//! # varopt
//!
//! Risk-aware portfolio allocation from expected returns and a covariance
//! matrix: maximize excess return per unit of volatility, fully invested and
//! long-only, under an optional Value-at-Risk (and CVaR) ceiling.
//!
//! ## Pipeline
//!
//! ```text
//! returns + covariance ─► ProblemFormulator ─► ContinuousOptimizer ─┐
//!                                         └─► CombinatorialOptimizer ─┤ (QUBO backend)
//!                                                                      ▼
//!                      RiskMetrics (VaR, CVaR) ◄── normalize ◄── raw allocation
//! ```
//!
//! Both solvers implement [`Optimizer`], so callers pick one by configuration
//! ([`Method`]) rather than by type.
//!
//! ## Quick Start
//!
//! ```
//! use varopt::{allocate, ContinuousOptimizer, CovarianceMatrix, ReturnVector, RiskConfig};
//!
//! let returns = ReturnVector::new(vec![0.01, 0.02, 0.015]).unwrap();
//! let cov = CovarianceMatrix::new(vec![
//!     vec![1e-4, 2e-5, 1e-5],
//!     vec![2e-5, 1.5e-4, 3e-5],
//!     vec![1e-5, 3e-5, 1.2e-4],
//! ])
//! .unwrap();
//!
//! let config = RiskConfig::default().max_var(50_000.0);
//! let alloc = allocate(&ContinuousOptimizer::new(0.01), &returns, &cov, &config).unwrap();
//!
//! let total: f64 = alloc.weights.as_slice().iter().sum();
//! assert!((total - 1.0).abs() < 1e-9);
//! assert!(alloc.cvar() <= alloc.var());
//! ```
//!
//! ## QUBO backends
//!
//! The combinatorial path answers "which assets to hold" with one bit per
//! asset and spreads the budget equally over the selection. Any sampler that
//! implements [`backend::QuboBackend`] can be plugged in:
//!
//! ```
//! use varopt::backend::ExhaustiveSampler;
//! use varopt::{allocate, CombinatorialOptimizer, CovarianceMatrix, ReturnVector, RiskConfig};
//!
//! let returns = ReturnVector::new(vec![0.01, 0.02]).unwrap();
//! let cov = CovarianceMatrix::new(vec![vec![1e-4, 0.0], vec![0.0, 1.5e-4]]).unwrap();
//!
//! let optimizer = CombinatorialOptimizer::new(ExhaustiveSampler, 0.01).with_shots(4);
//! let alloc = allocate(&optimizer, &returns, &cov, &RiskConfig::default()).unwrap();
//! assert_eq!(alloc.weights.as_slice(), &[0.0, 1.0]);
//! ```
//!
//! ## Sign conventions
//!
//! VaR and CVaR are signed tail P&L in currency units (`value · (μ − k·σ)`),
//! positive when the portfolio still gains at the tail. See
//! [`PenaltyConvention`] for how a ceiling breach becomes a penalty.

pub mod backend;
mod combinatorial;
mod config;
mod continuous;
mod engine;
mod error;
mod formulate;
mod normalize;
pub mod risk;
#[cfg(feature = "parallel")]
pub mod sweep;
mod types;

// Re-export public API
pub use combinatorial::{CombinatorialOptimizer, DEFAULT_SHOTS, select_best};
pub use config::{
    BudgetEncoding, DEFAULT_PORTFOLIO_VALUE, Penalties, PenaltyConvention, RiskConfig,
    SolverSettings,
};
pub use continuous::ContinuousOptimizer;
pub use engine::{Allocation, Method, OptimizerSpec, allocate};
pub use error::{BackendError, Error, Result};
pub use formulate::{ProblemFormulator, QuboPayload, QuboProblem};
pub use normalize::normalize;
pub use risk::{RiskMetrics, RiskReport};
pub use types::{
    CovarianceMatrix, OptimizationResult, ReturnVector, WEIGHT_SUM_TOLERANCE, Weights,
    check_dimensions,
};

/// A solver turning returns and covariance into a raw allocation.
///
/// Implementations are stateless between calls: each `solve` is a pure
/// function of its inputs, so one optimizer can serve concurrent requests.
pub trait Optimizer {
    /// Short identifier used in logs.
    fn name(&self) -> &'static str;

    /// Risk-free rate the objective measures excess return against.
    fn risk_free_rate(&self) -> f64;

    /// Solve for a raw, not yet normalized, allocation.
    fn solve(
        &self,
        returns: &ReturnVector,
        covariance: &CovarianceMatrix,
        config: &RiskConfig,
    ) -> Result<OptimizationResult>;
}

_ _ _ _

What this task involves: Return a word-for-word copy of the lines above from the one holding "## Quick Start" through the one holding "pub mod sweep;", with both of them included and nothing besides.

Result:
//! ## Quick Start
//!
//! ```
//! use varopt::{allocate, ContinuousOptimizer, CovarianceMatrix, ReturnVector, RiskConfig};
//!
//! let returns = ReturnVector::new(vec![0.01, 0.02, 0.015]).unwrap();
//! let cov = CovarianceMatrix::new(vec![
//!     vec![1e-4, 2e-5, 1e-5],
//!     vec![2e-5, 1.5e-4, 3e-5],
//!     vec![1e-5, 3e-5, 1.2e-4],
//! ])
//! .unwrap();
//!
//! let config = RiskConfig::default().max_var(50_000.0);
//! let alloc = allocate(&ContinuousOptimizer::new(0.01), &returns, &cov, &config).unwrap();
//!
//! let total: f64 = alloc.weights.as_slice().iter().sum();
//! assert!((total - 1.0).abs() < 1e-9);
//! assert!(alloc.cvar() <= alloc.var());
//! ```
//!
//! ## QUBO backends
//!
//! The combinatorial path answers "which assets to hold" with one bit per
//! asset and spreads the budget equally over the selection. Any sampler that
//! implements [`backend::QuboBackend`] can be plugged in:
//!
//! ```
//! use varopt::backend::ExhaustiveSampler;
//! use varopt::{allocate, CombinatorialOptimizer, CovarianceMatrix, ReturnVector, RiskConfig};
//!
//! let returns = ReturnVector::new(vec![0.01, 0.02]).unwrap();
//! let cov = CovarianceMatrix::new(vec![vec![1e-4, 0.0], vec![0.0, 1.5e-4]]).unwrap();
//!
//! let optimizer = CombinatorialOptimizer::new(ExhaustiveSampler, 0.01).with_shots(4);
//! let alloc = allocate(&optimizer, &returns, &cov, &RiskConfig::default()).unwrap();
//! assert_eq!(alloc.weights.as_slice(), &[0.0, 1.0]);
//! ```
//!
//! ## Sign conventions
//!
//! VaR and CVaR are signed tail P&L in currency units (`value · (μ − k·σ)`),
//! positive when the portfolio still gains at the tail. See
//! [`PenaltyConvention`] for how a ceiling breach becomes a penalty.

pub mod backend;
mod combinatorial;
mod config;
mod continuous;
mod engine;
mod error;
mod formulate;
mod normalize;
pub mod risk;
#[cfg(feature = "parallel")]
pub mod sweep;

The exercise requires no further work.